__DATA SUPPLIED__:
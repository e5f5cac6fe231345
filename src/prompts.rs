//! Fixed prompt text.
//!
//! The output-format contract below is the whole interface between the
//! generation provider and the deck validator. It is reproduced verbatim in
//! every generation prompt, and the closing instructions repeat its key
//! points. Tests pin the header lines so a prompt edit cannot silently drift
//! from [`crate::deck::HEADER_LINES`].

/// Verbatim output format section of every generation prompt.
pub const OUTPUT_FORMAT_CONTRACT: &str = r#"# Output Format Requirements

Generate a tab-separated text file that starts with these exact four header lines:
```
#separator:tab
#html:true
#tags column:3
Front	Back	Tags
```

Each flashcard row must have exactly three columns separated by a single TAB character:
- **Front**: The question (use <br> for line breaks, not \n)
- **Back**: The answer with explanation (use <br> for line breaks, not \n)
- **Tags**: Space-separated tags (e.g., "core-topics methods")

# Formatting Guidelines

1. **MathJax**: Use `\(...\)` for inline math, `\[...\]` for display math
2. **HTML**: Use `<strong>` for emphasis, `<br>` for line breaks, `<ul>` and `<li>` for lists
3. **Images**: Reference images as `<img src="../images/FILENAME.png" style="max-width:500px;">`
   - Place images in the FRONT (question), not the BACK (answer)
   - The question should ask about the diagram
   - The answer explains without repeating the image
4. **No tabs in content**: Use spaces or `<br>` instead of tab characters
5. **One card per line**: Never break a card across lines"#;

/// Closing instructions, repeating the contract for emphasis.
pub const FINAL_INSTRUCTIONS: &str = r#"IMPORTANT:
- Output ONLY the deck document: no explanatory text before or after the flashcards
- Do not wrap the output in code fences
- Start directly with the four header lines shown above
- Use actual TAB characters to separate the three columns (not spaces)
- Each card must be on a single line (use <br> for line breaks within fields)"#;

/// Description prompt for one lecture image.
///
/// With page context the model is asked to relate the image to the page;
/// without it a generic classification prompt is used.
pub fn image_description_prompt(
    page_number: Option<u32>,
    page_context: Option<&str>,
    subject_context: &str,
) -> String {
    match page_context.filter(|c| !c.trim().is_empty()) {
        Some(context) => {
            let excerpt: String = context.chars().take(300).collect();
            let page = page_number
                .map(|p| p.to_string())
                .unwrap_or_else(|| "N".to_string());
            format!(
                "This image appears on page {page} of {subject_context}.\n\n\
Page context: {excerpt}\n\n\
Describe this image in 50-100 words, focusing on how it illustrates the concepts \
from this page. Include the image type and key visual elements."
            )
        }
        None => {
            let page_info = page_number
                .map(|p| format!(" (page {p})"))
                .unwrap_or_default();
            format!(
                "Describe this image from {subject_context}{page_info} in 50-100 words.\n\n\
Include:\n\
- Type (diagram, network architecture, algorithm, graph, formula, or table)\n\
- Main concept shown\n\
- Key visual elements\n\n\
Be concise and technical."
            )
        }
    }
}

__WHAT THE TASK ASKS__:
Only the lines above from the line with "contract for emphasis." to the line with "- Do not wrap the output in code fences", those two lines included, should be reproduced exactly.

__EXERCISE RESPONSE__:
/// Closing instructions, repeating the contract for emphasis.
pub const FINAL_INSTRUCTIONS: &str = r#"IMPORTANT:
- Output ONLY the deck document: no explanatory text before or after the flashcards
- Do not wrap the output in code fences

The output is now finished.